Local statistical analysis has long been of interest to social and environmental scientists who analyze geographic data. Research into local spatial statistics experienced a step-change in the mid-1990s, which provided a large class of local statistical methods and models. The local Moran statistic is one commonly used local indicator of spatial association, able to detect both areas of similarity and observations that are very dissimilar from their surroundings. From this, many further local statistics have been developed to characterize spatial clusters and outliers. These statistics have seen limited adoption because they do not sufficiently model the relationships involved in confounded spatial data, where the analyst seeks to understand the local spatial structure of a given outcome variable that is influenced by one or more additional factors.
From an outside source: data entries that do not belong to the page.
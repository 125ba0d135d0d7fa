//! Working conclusion generator.
//!
//! Pure synthesis from a hypothesis snapshot. The same input always yields
//! the same conclusion, so regenerating for an unchanged snapshot is a no-op.

use chrono::{DateTime, Utc};
use std::collections::HashSet;

use crate::domain::models::{
    ConfidenceTier, EvidenceRef, Hypothesis, HypothesisStatus, TurnId, WorkingConclusion,
};

/// Everything a conclusion is generated from.
#[derive(Debug, Clone, Copy)]
pub struct ConclusionInput<'a> {
    pub hypotheses: &'a [Hypothesis],
    /// Evidence references seen in the case so far
    pub evidence: &'a [EvidenceRef],
    /// Understood problem statement, if any
    pub problem_statement: Option<&'a str>,
    pub turn: TurnId,
    pub generated_at: DateTime<Utc>,
}

#[derive(Debug, Clone, Copy, Default)]
pub struct ConclusionGenerator;

impl ConclusionGenerator {
    pub fn new() -> Self {
        Self
    }

    /// Synthesize the current conclusion. Always produces one.
    ///
    /// The tier comes from the highest-confidence non-rejected hypothesis;
    /// without one it is `Low` and the text says no candidate cause has been
    /// identified yet.
    pub fn generate(&self, input: ConclusionInput<'_>) -> WorkingConclusion {
        let problem_statement = input
            .problem_statement
            .map(str::trim)
            .filter(|s| !s.is_empty())
            .map(str::to_string);

        let leading = leading_hypothesis(input.hypotheses);
        let active = input.hypotheses.iter().filter(|h| !h.is_rejected()).count();
        let ruled_out = input.hypotheses.len() - active;

        let mut text = String::new();
        if let Some(problem) = &problem_statement {
            text.push_str(&format!("Problem: {problem}. "));
        }

        let mut next_steps = Vec::new();
        let (confidence_tier, supporting_evidence) = match leading {
            None => {
                text.push_str("No candidate cause has been identified yet.");
                if ruled_out > 0 {
                    text.push_str(&format!(" {ruled_out} candidate(s) ruled out so far."));
                    next_steps.push(format!(
                        "Consider causes other than the {ruled_out} already ruled out"
                    ));
                } else if problem_statement.is_some() {
                    next_steps.push("Propose candidate causes for the problem".to_string());
                } else {
                    next_steps.push(
                        "Describe the symptoms, when they started and what changed recently"
                            .to_string(),
                    );
                }
                (ConfidenceTier::Low, Vec::new())
            }
            Some(h) => {
                let tier = ConfidenceTier::from_confidence(h.confidence);
                match h.status() {
                    HypothesisStatus::Validated => {
                        text.push_str(&format!(
                            "Validated cause: {} (confidence {:.2}).",
                            h.statement, h.confidence
                        ));
                        match &h.proposed_solution {
                            Some(solution) => {
                                text.push_str(&format!(" Proposed solution: {solution}."));
                                next_steps.push(format!(
                                    "Apply and verify the proposed solution: {solution}"
                                ));
                            }
                            None => next_steps.push(format!("Propose a fix for: {}", h.statement)),
                        }
                    }
                    status => {
                        text.push_str(&format!(
                            "Leading hypothesis: {} ({}, confidence {:.2}).",
                            h.statement, status, h.confidence
                        ));
                        next_steps.push(format!(
                            "Gather evidence to confirm or rule out: {}",
                            h.statement
                        ));
                    }
                }
                if active > 1 {
                    text.push_str(&format!(
                        " {} other candidate(s) under consideration.",
                        active - 1
                    ));
                }
                if ruled_out > 0 {
                    text.push_str(&format!(" {ruled_out} ruled out."));
                }
                (tier, dedup(h.supporting.iter().map(|e| e.reference.clone())))
            }
        };

        let linked: HashSet<&EvidenceRef> = input
            .hypotheses
            .iter()
            .flat_map(|h| h.all_evidence().map(|e| &e.reference))
            .collect();
        let unlinked: Vec<String> = dedup(input.evidence.iter().filter(|r| !linked.contains(r)).cloned())
            .into_iter()
            .map(|r| r.as_str().to_string())
            .collect();
        if !unlinked.is_empty() {
            next_steps.push(format!(
                "Review evidence not yet linked to a hypothesis: {}",
                unlinked.join(", ")
            ));
        }

        WorkingConclusion {
            text,
            confidence_tier,
            leading_hypothesis: leading.map(|h| h.id),
            supporting_evidence,
            next_steps,
            problem_statement,
            turn: input.turn,
            generated_at: input.generated_at,
        }
    }
}

/// Highest-confidence non-rejected hypothesis; validated beats unvalidated on
/// equal confidence, then the earlier proposal wins.
fn leading_hypothesis(hypotheses: &[Hypothesis]) -> Option<&Hypothesis> {
    hypotheses
        .iter()
        .filter(|h| !h.is_rejected())
        .fold(None, |best: Option<&Hypothesis>, h| match best {
            Some(b) if b.confidence > h.confidence => Some(b),
            Some(b) if b.confidence == h.confidence && (b.is_validated() || !h.is_validated()) => {
                Some(b)
            }
            _ => Some(h),
        })
}

fn dedup(references: impl Iterator<Item = EvidenceRef>) -> Vec<EvidenceRef> {
    let mut seen = HashSet::new();
    references.filter(|r| seen.insert(r.clone())).collect()
}

#[cfg(test)]
mod tests {
    use super::*;
    use crate::domain::models::{Evidence, EvidenceStance, HypothesisState, RejectionReason};

    fn input<'a>(hypotheses: &'a [Hypothesis], evidence: &'a [EvidenceRef], now: DateTime<Utc>) -> ConclusionInput<'a> {
        ConclusionInput {
            hypotheses,
            evidence,
            problem_statement: None,
            turn: TurnId(3),
            generated_at: now,
        }
    }

    fn hypothesis(statement: &str, confidence: f64) -> Hypothesis {
        let mut h = Hypothesis::new(statement, TurnId(1), Utc::now());
        h.confidence = confidence;
        h.state = HypothesisState::Testing;
        h
    }

    #[test]
    fn test_no_hypotheses_is_low() {
        let conclusion = ConclusionGenerator::new().generate(input(&[], &[], Utc::now()));
        assert_eq!(conclusion.confidence_tier, ConfidenceTier::Low);
        assert!(conclusion.text.contains("No candidate cause has been identified yet"));
        assert!(conclusion.leading_hypothesis.is_none());
        assert!(!conclusion.problem_understood());
        assert_eq!(conclusion.next_steps.len(), 1);
    }

    #[test]
    fn test_tier_follows_best_live_hypothesis() {
        let mut rejected = hypothesis("power loss", 0.9);
        rejected.state = HypothesisState::Rejected {
            at_turn: TurnId(2),
            reason: RejectionReason::UserDisconfirmed,
        };
        let live = hypothesis("thermal throttling", 0.5);
        let hypotheses = vec![rejected, live.clone()];

        let conclusion = ConclusionGenerator::new().generate(input(&hypotheses, &[], Utc::now()));
        assert_eq!(conclusion.confidence_tier, ConfidenceTier::Medium);
        assert_eq!(conclusion.leading_hypothesis, Some(live.id));
        assert!(conclusion.text.contains("1 ruled out"));
    }

    #[test]
    fn test_validated_with_solution() {
        let mut h = hypothesis("expired certificate", 0.8);
        h.state = HypothesisState::Validated { at_turn: TurnId(3) };
        h.proposed_solution = Some("renew the certificate".to_string());
        h.supporting.push(Evidence::new(EvidenceRef::new("openssl-out"), EvidenceStance::Supporting, TurnId(2)));

        let hypotheses = [h];
        let conclusion = ConclusionGenerator::new().generate(input(&hypotheses, &[], Utc::now()));
        assert_eq!(conclusion.confidence_tier, ConfidenceTier::High);
        assert!(conclusion.text.contains("renew the certificate"));
        assert_eq!(conclusion.supporting_evidence, vec![EvidenceRef::new("openssl-out")]);
    }

    #[test]
    fn test_unlinked_evidence_becomes_next_step() {
        let evidence = [EvidenceRef::new("dmesg.txt"), EvidenceRef::new("dmesg.txt")];
        let conclusion = ConclusionGenerator::new().generate(input(&[], &evidence, Utc::now()));
        assert!(conclusion
            .next_steps
            .iter()
            .any(|s| s == "Review evidence not yet linked to a hypothesis: dmesg.txt"));
    }

    #[test]
    fn test_problem_statement_marks_understood() {
        let now = Utc::now();
        let mut i = input(&[], &[], now);
        i.problem_statement = Some("  nightly backup fails  ");
        let conclusion = ConclusionGenerator::new().generate(i);
        assert_eq!(conclusion.problem_statement.as_deref(), Some("nightly backup fails"));
        assert!(conclusion.problem_understood());
    }

    #[test]
    fn test_generate_is_idempotent() {
        let hypotheses = vec![hypothesis("a", 0.3), hypothesis("b", 0.6)];
        let evidence = [EvidenceRef::new("x")];
        let now = Utc::now();
        let generator = ConclusionGenerator::new();
        assert_eq!(
            generator.generate(input(&hypotheses, &evidence, now)),
            generator.generate(input(&hypotheses, &evidence, now))
        );
    }
}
Recent innovations used to do joint multivariate local analysis also do not model this kind of conditional local structure in data. This article provides tools to rigorously characterize confounded local inference and a new and different class of multivariate conditional local Moran statistics that can account for confounding. To do this, we return to the Moran scatterplot as the critical tool for local Moran-style covariance statistics. Extending this concept, a new method is available directly from a “Moran-form” multiple regression. We show the empirical and theoretical properties of this statistic, show how some existing heuristic approaches arise naturally from this framework, and show how the use of conditional inference can change interpretations in an empirical analysis of rent and housing stock in a rapidly changing neighborhood.